Читаем Музей воды. Венецианский дневник эпохи Твиттера полностью

Не только отдельные картины в нишах по краям, но и плафоны в центре, а также настенные фрески – наиболее бледные, пострадавшие, полустершиеся, – соединяющие живопись внутри автономных арок с «общими» плафонами – создающие на фрагментах стен и простенков всевозможные архитектурные иллюзии и обманки.

Самый эффектный – особо подсвеченный и отреставрированный – святой Себастьян, разумеется, бытийствует в алтаре, но есть еще роспись поверх церковного органа. Состоит она из двух створок, нависает над проходом в сакристию, и именно с нее, как бы из самой глубины волшебной пещеры, льется на прихожан и «гостей столицы» незамутненная небесная лазурь.

Бенефис Веронезе

1

Эта самая лазурь, а также шелка и драгоценности у женщин, почти обязательные для Веронезе колонны, комнатные собачки и позы, разомкнутые в бесконечность, но на самом деле создающие законченные монады, лучше всего прочего передают постоянно ускользающие от нас ощущения венценосной венецианскости.
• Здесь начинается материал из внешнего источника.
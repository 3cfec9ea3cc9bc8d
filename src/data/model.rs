use std::borrow::Cow;
use std::collections::BTreeMap;

// ---------------------------------------------------------------------------
// Column names
// ---------------------------------------------------------------------------

/// Header used by the IMDB 5000 export for the movie title.
pub const MOVIE_TITLE: &str = "movie_title";
/// Alternative title header accepted at ingestion.
pub const TITLE: &str = "title";
pub const GENRES: &str = "genres";
pub const ACTOR_COLUMNS: [&str; 3] = ["actor_1_name", "actor_2_name", "actor_3_name"];
pub const TITLE_YEAR: &str = "title_year";
pub const BUDGET: &str = "budget";
pub const GROSS: &str = "gross";
pub const IMDB_SCORE: &str = "imdb_score";

/// Fill value for missing genre and actor cells.
pub const UNKNOWN: &str = "Unknown";

/// `title_year` value meaning "year not known".
pub const UNKNOWN_YEAR: i32 = 0;

/// Delimiter between genre names in the `genres` column.
pub const GENRE_SEPARATOR: char = '|';

// ---------------------------------------------------------------------------
// Movie – one row of the source table
// ---------------------------------------------------------------------------

/// A single movie with the interpreted columns typed and defaults applied.
#[derive(Debug, Clone, PartialEq)]
pub struct Movie {
    /// Canonical title, read from `movie_title` (or `title`).
    pub title: String,
    /// `|`-delimited genre list.
    pub genres: String,
    /// `actor_1_name`, `actor_2_name`, `actor_3_name`.
    pub actors: [String; 3],
    /// Release year, [`UNKNOWN_YEAR`] when absent.
    pub title_year: i32,
    pub budget: f64,
    pub gross: f64,
    pub imdb_score: f64,
    /// Every other source column, kept verbatim.
    pub extra: BTreeMap<String, String>,
}

impl Default for Movie {
    fn default() -> Self {
        Movie {
            title: String::new(),
            genres: UNKNOWN.to_string(),
            actors: [UNKNOWN.to_string(), UNKNOWN.to_string(), UNKNOWN.to_string()],
            title_year: UNKNOWN_YEAR,
            budget: 0.0,
            gross: 0.0,
            imdb_score: 0.0,
            extra: BTreeMap::new(),
        }
    }
}

impl Movie {
    /// Individual genre names, trimmed, empty tokens skipped.
    pub fn genre_tokens(&self) -> impl Iterator<Item = &str> {
        self.genres
            .split(GENRE_SEPARATOR)
            .map(str::trim)
            .filter(|g| !g.is_empty())
    }

    /// Text rendering of a column as it would appear in a CSV cell.
    ///
    /// Both title headers resolve to [`Movie::title`]. Unknown columns that
    /// are not among the pass-through values return `None`.
    pub fn field_text(&self, column: &str) -> Option<Cow<'_, str>> {
        // A second title header shadowed by the canonical one lives in `extra`.
        if let Some(raw) = self.extra.get(column) {
            return Some(Cow::Borrowed(raw.as_str()));
        }
        let text = match column {
            MOVIE_TITLE | TITLE => Cow::Borrowed(self.title.as_str()),
            GENRES => Cow::Borrowed(self.genres.as_str()),
            TITLE_YEAR => Cow::Owned(self.title_year.to_string()),
            BUDGET => Cow::Owned(self.budget.to_string()),
            GROSS => Cow::Owned(self.gross.to_string()),
            IMDB_SCORE => Cow::Owned(self.imdb_score.to_string()),
            other => match ACTOR_COLUMNS.iter().position(|c| *c == other) {
                Some(i) => Cow::Borrowed(self.actors[i].as_str()),
                None => return None,
            },
        };
        Some(text)
    }
}

// ---------------------------------------------------------------------------
// MovieTable – the complete loaded dataset
// ---------------------------------------------------------------------------

/// The full parsed table. Immutable once loaded.
#[derive(Debug, Clone, Default, PartialEq)]
pub struct MovieTable {
    /// Source header names in file order.
    pub columns: Vec<String>,
    pub movies: Vec<Movie>,
}

impl MovieTable {
    pub fn new(columns: Vec<String>, movies: Vec<Movie>) -> Self {
        MovieTable { columns, movies }
    }

    /// Table with no rows and no columns, the "no data" result of a failed load.
    pub fn empty() -> Self {
        MovieTable::default()
    }

    pub fn len(&self) -> usize {
        self.movies.len()
    }

    pub fn is_empty(&self) -> bool {
        self.movies.is_empty()
    }

    /// A view selecting every row.
    pub fn view(&self) -> MovieView<'_> {
        MovieView::new(self, (0..self.len()).collect())
    }
}

// ---------------------------------------------------------------------------
// MovieView – a filtered selection over a table
// ---------------------------------------------------------------------------

/// Ordered row indices into a borrowed [`MovieTable`].
#[derive(Debug, Clone)]
pub struct MovieView<'a> {
    table: &'a MovieTable,
    rows: Vec<usize>,
}

impl<'a> MovieView<'a> {
    pub fn new(table: &'a MovieTable, rows: Vec<usize>) -> Self {
        MovieView { table, rows }
    }

    pub fn table(&self) -> &'a MovieTable {
        self.table
    }

    /// Indices into `table().movies`, in table order.
    pub fn rows(&self) -> &[usize] {
        &self.rows
    }

    pub fn len(&self) -> usize {
        self.rows.len()
    }

    pub fn is_empty(&self) -> bool {
        self.rows.is_empty()
    }

    pub fn iter(&self) -> impl Iterator<Item = &'a Movie> + '_ {
        let movies = &self.table.movies;
        self.rows.iter().map(move |&i| &movies[i])
    }

    /// Keep only the rows for which `keep` returns true.
    pub fn retain(&self, mut keep: impl FnMut(&Movie) -> bool) -> MovieView<'a> {
        let movies = &self.table.movies;
        let rows = self
            .rows
            .iter()
            .copied()
            .filter(|&i| keep(&movies[i]))
            .collect();
        MovieView::new(self.table, rows)
    }
}

impl PartialEq for MovieView<'_> {
    fn eq(&self, other: &Self) -> bool {
        std::ptr::eq(self.table, other.table) && self.rows == other.rows
    }
}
Даже теперь, когда цвета поблекли и пространства вокруг фигур, словно танцующих замысловатые балетные партии, сжались шагреневой кожей, неожиданно яркие, вы ступающие детали способны вскружить голову.

Нежным, точно трепыхающийся моллюск, жемчужным.

Темно-зелеными, почти твидовыми тканями.

Этими червлеными диадемами в тщательно уложенных волосах.

Золотым и лиловым. Пурпурным и опять голубым.

2

Внутри всякого Веронезе всегда живет болотистая плотность, не дающая фигурам разбежаться в разные стороны, связывая и повязывая их друг с другом, а также уходящим в затемнение фоном, который и есть территория ожидания, предчувствия и надежды, взаимодействующих с нами.

Есть картины, замкнутые на себе, спящие с открытыми глазами, и сон этот уже невозможно развеять. Дело не в темноте театральных задников, которых у Веронезе очень и очень много, но в отсутствии глубины. Фигуры Веронезе выталкиваются постоянно сгущающейся мглой на авансцену.

А еще в том, что живопись больше не является главным медиумом и главными медиа, изменилась не только структура потребления визуального, но и сам глаз, постоянно эволюционирующий в гонке всевозможных информационных соблазнов и непрерывного воздействия шума.

То серого, а то и вовсе белого.

3

Веронезе умеет «гнать волну», запекающуюся по краям полотен; этому внутреннему течению подвластны даже мы, избалованные, изгвазданные моментальными ментальными глупостями, изъеденные визуальной пустотой.

Волна и веет на праздного наблюдателя, как морской бриз, как легкий след того, что на самом деле здесь когда-то было.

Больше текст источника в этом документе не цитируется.